The task ▸ From the listing below, pull out all lines with "processed" in them.

Information shown ▸
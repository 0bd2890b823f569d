//! CLI argument definitions for tf-truncate.

use clap::{Parser, ValueEnum};
use std::path::PathBuf;
pub use tf_cli_common::{LogFormat, LogLevel};

/// Truncates event fields according to ordered rules.
///
/// Reads newline-delimited JSON events, applies every rule of the config file
/// to each event, and writes the events back out in the same order.
///
/// ## Examples
///
/// Truncate a file, writing to stdout:
///   tf-truncate -c rules.yaml -i events.ndjson
///
/// As a filter in a shell pipeline, on 4 threads:
///   cat events.ndjson | tf-truncate -c rules.yaml -t 4 > out.ndjson
#[derive(Parser, Debug)]
#[command(name = "tf-truncate")]
#[command(version, about, long_about = None)]
pub struct Cli {
    // === Rules ===
    /// Rules file (YAML; JSON when the extension is .json)
    #[arg(short = 'c', long, env = "TF_CONFIG")]
    pub config: PathBuf,

    // === Input / Output ===
    /// Input file of NDJSON events ("-" for stdin)
    #[arg(short = 'i', long, default_value = "-")]
    pub input: String,

    /// Output file ("-" for stdout)
    #[arg(short = 'o', long, default_value = "-")]
    pub output: String,

    /// Output format
    #[arg(long, value_enum, default_value = "jsonl")]
    pub output_format: OutputFormat,

    // === Processing ===
    /// Number of processing threads (must be >= 1; 1 processes sequentially)
    #[arg(short = 't', long, env = "TF_THREADS", default_value_t = num_cpus(), value_parser = parse_positive_usize)]
    pub threads: usize,

    /// Events per batch (must be >= 1)
    #[arg(long, env = "TF_BATCH_SIZE", default_value = "2000", value_parser = parse_positive_usize)]
    pub batch_size: usize,

    // === Logging ===
    /// Log level
    #[arg(short = 'l', long, value_enum, default_value = "info")]
    pub log_level: LogLevel,

    /// Log format
    #[arg(long, value_enum, default_value = "text")]
    pub log_format: LogFormat,
}

/// Output format for processed events.
#[derive(Debug, Clone, Copy, PartialEq, Eq, ValueEnum)]
pub enum OutputFormat {
    /// JSON Lines (one JSON object per line)
    Jsonl,
    /// Pretty-printed JSON objects
    Json,
}

/// Get the number of available CPUs.
fn num_cpus() -> usize {
    std::thread::available_parallelism()
        .map(|n| n.get())
        .unwrap_or(1)
}

/// Parse a positive usize (>= 1).
fn parse_positive_usize(s: &str) -> Result<usize, String> {
    let value: usize = s
        .parse()
        .map_err(|_| format!("'{s}' is not a valid number"))?;
    if value < 1 {
        return Err(format!("{value} is not in 1.."));
    }
    Ok(value)
}
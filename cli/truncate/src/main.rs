//! tf-truncate CLI
//!
//! Runs NDJSON events through the truncflow truncate stage.

use clap::Parser;
use tf_cli_common::{format_bytes, format_number, init_logging};

mod args;
mod run;

use args::Cli;

fn main() -> anyhow::Result<()> {
    let args = Cli::parse();

    // Initialize logging (to stderr, so stdout is clean for output)
    init_logging(args.log_level, args.log_format)?;

    let stats = run::execute(args)?;

    // Report results to stderr
    eprintln!();
    eprintln!("Truncate completed:");
    eprintln!("  Events read:      {}", format_number(stats.events_read));
    eprintln!("  Events written:   {}", format_number(stats.events_written));
    eprintln!("  Events failed:    {}", format_number(stats.events_failed));
    eprintln!("  Lines rejected:   {}", format_number(stats.lines_rejected));
    eprintln!("  Values truncated: {}", format_number(stats.values_truncated));
    eprintln!("  Bytes read:       {}", format_bytes(stats.bytes_read));

    if let Some(duration) = stats.duration() {
        let secs = duration.num_milliseconds() as f64 / 1000.0;
        eprintln!("  Duration:         {secs:.2}s");

        if secs > 0.0 && stats.events_read > 0 {
            eprintln!(
                "  Throughput:       {} events/sec",
                format_number((stats.events_read as f64 / secs) as u64)
            );
        }
    }

    Ok(())
}
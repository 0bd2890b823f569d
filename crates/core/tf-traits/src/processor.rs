//! Processor trait for event batch processing.

use tf_types::Event;

/// Trait for batch processors.
///
/// A processor receives a batch of events and returns the same events, in the
/// same order, possibly mutated. Per-event failures are handled inside the
/// processor and never shorten or reorder the batch.
///
/// # Thread Safety
///
/// Processors must be `Send + Sync` as one instance may serve several
/// batches concurrently.
pub trait Processor: Send + Sync {
    /// Processes a batch.
    ///
    /// # Arguments
    ///
    /// * `batch` - Events to process
    ///
    /// # Returns
    ///
    /// The same events, same length and order
    fn execute(&self, batch: Vec<Event>) -> Vec<Event>;

    /// Returns the name of this processor for logging.
    fn name(&self) -> &str {
        "processor"
    }
}
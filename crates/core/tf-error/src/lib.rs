//! Error types for truncflow.
//!
//! This crate provides:
//! - [`TfError`] - Top-level error enum for every truncflow crate
//! - Domain-specific errors ([`TransformError`], [`ReaderError`])
//! - [`ProcessingStage`] for attaching context to diagnostics

use thiserror::Error;

/// Top-level error type for truncflow.
#[derive(Error, Debug)]
pub enum TfError {
    /// Transform errors (condition compilation and evaluation)
    #[error("Transform error: {0}")]
    Transform(#[from] TransformError),

    /// Reader errors (config files, event input)
    #[error("Reader error: {0}")]
    Reader(#[from] ReaderError),

    /// Configuration errors
    #[error("Configuration error: {0}")]
    Config(String),

    /// Generic errors (wrapped anyhow)
    #[error(transparent)]
    Other(#[from] anyhow::Error),
}

impl TfError {
    /// Returns true if this error came from evaluating a rule condition.
    pub fn is_evaluation(&self) -> bool {
        matches!(self, Self::Transform(TransformError::Evaluation(_)))
    }
}

/// Transform-related errors.
#[derive(Error, Debug)]
pub enum TransformError {
    /// Condition expression failed to compile
    #[error("Condition compilation failed: {0}")]
    Compilation(String),

    /// Condition expression failed at evaluation time
    #[error("Condition evaluation failed: {0}")]
    Evaluation(String),
}

/// Reader-related errors.
#[derive(Error, Debug)]
pub enum ReaderError {
    /// File not found
    #[error("File not found: {0}")]
    NotFound(String),

    /// I/O error during read or write
    #[error("I/O error: {0}")]
    Io(String),

    /// Input is not in the expected format
    #[error("Invalid format: {0}")]
    InvalidFormat(String),
}

/// Processing stage for error context.
#[derive(Debug, Clone, Copy, PartialEq, Eq)]
pub enum ProcessingStage {
    /// Loading and validating rule configuration
    ConfigLoad,

    /// Parsing input events
    EventParse,

    /// Writing processed events
    EventWrite,
}

impl std::fmt::Display for ProcessingStage {
    fn fmt(&self, f: &mut std::fmt::Formatter<'_>) -> std::fmt::Result {
        match self {
            Self::ConfigLoad => write!(f, "ConfigLoad"),
            Self::EventParse => write!(f, "EventParse"),
            Self::EventWrite => write!(f, "EventWrite"),
        }
    }
}

/// Result type alias using TfError.
pub type Result<T> = std::result::Result<T, TfError>;
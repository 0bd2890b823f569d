//! Integration tests for truncflow.
//!
//! These tests load rule files from disk, evaluate conditions with the Rhai
//! evaluator and run whole batches through the truncate processor.
//!
//! ```bash
//! cargo test -p integration-tests
//! ```

mod common;
mod pipeline_test;
mod rules_test;
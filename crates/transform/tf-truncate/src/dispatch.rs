//! Applies truncation to one named field, by value shape.

use crate::truncate::truncate;
use tf_types::{Event, Value};

/// Truncates the field `field` of `event` in place.
///
/// - absent field: nothing happens
/// - string: replaced by its truncation
/// - list: every string element is truncated; other elements, nested lists
///   included, stay as they are and the order is kept
/// - anything else: nothing happens
///
/// Returns the number of string values rewritten.
pub fn apply_rule_to_field(
    event: &mut Event,
    field: &str,
    start: usize,
    length: Option<usize>,
) -> usize {
    let Some(value) = event.get_mut(field) else {
        return 0;
    };

    match value {
        Value::String(s) => {
            *s = truncate(s, start, length);
            1
        }
        Value::List(items) => {
            let mut rewritten = 0;
            for item in items.iter_mut() {
                if let Value::String(s) = item {
                    *s = truncate(s, start, length);
                    rewritten += 1;
                }
            }
            rewritten
        }
        Value::Other(_) => 0,
    }
}
//! Argument types shared by CLI binaries.

use clap::ValueEnum;

/// Log level.
#[derive(Debug, Clone, Copy, PartialEq, Eq, ValueEnum)]
pub enum LogLevel {
    /// Trace level (most verbose)
    Trace,
    /// Debug level
    Debug,
    /// Info level (default)
    Info,
    /// Warning level
    Warn,
    /// Error level (least verbose)
    Error,
}

impl From<LogLevel> for tracing::Level {
    fn from(level: LogLevel) -> Self {
        match level {
            LogLevel::Trace => tracing::Level::TRACE,
            LogLevel::Debug => tracing::Level::DEBUG,
            LogLevel::Info => tracing::Level::INFO,
            LogLevel::Warn => tracing::Level::WARN,
            LogLevel::Error => tracing::Level::ERROR,
        }
    }
}

/// Log output format.
#[derive(Debug, Clone, Copy, Default, PartialEq, Eq, ValueEnum)]
pub enum LogFormat {
    /// Human-readable lines
    #[default]
    Text,
    /// One JSON object per line
    Json,
}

Output of the task ▸
/// Output format for processed events.
    /// Writing processed events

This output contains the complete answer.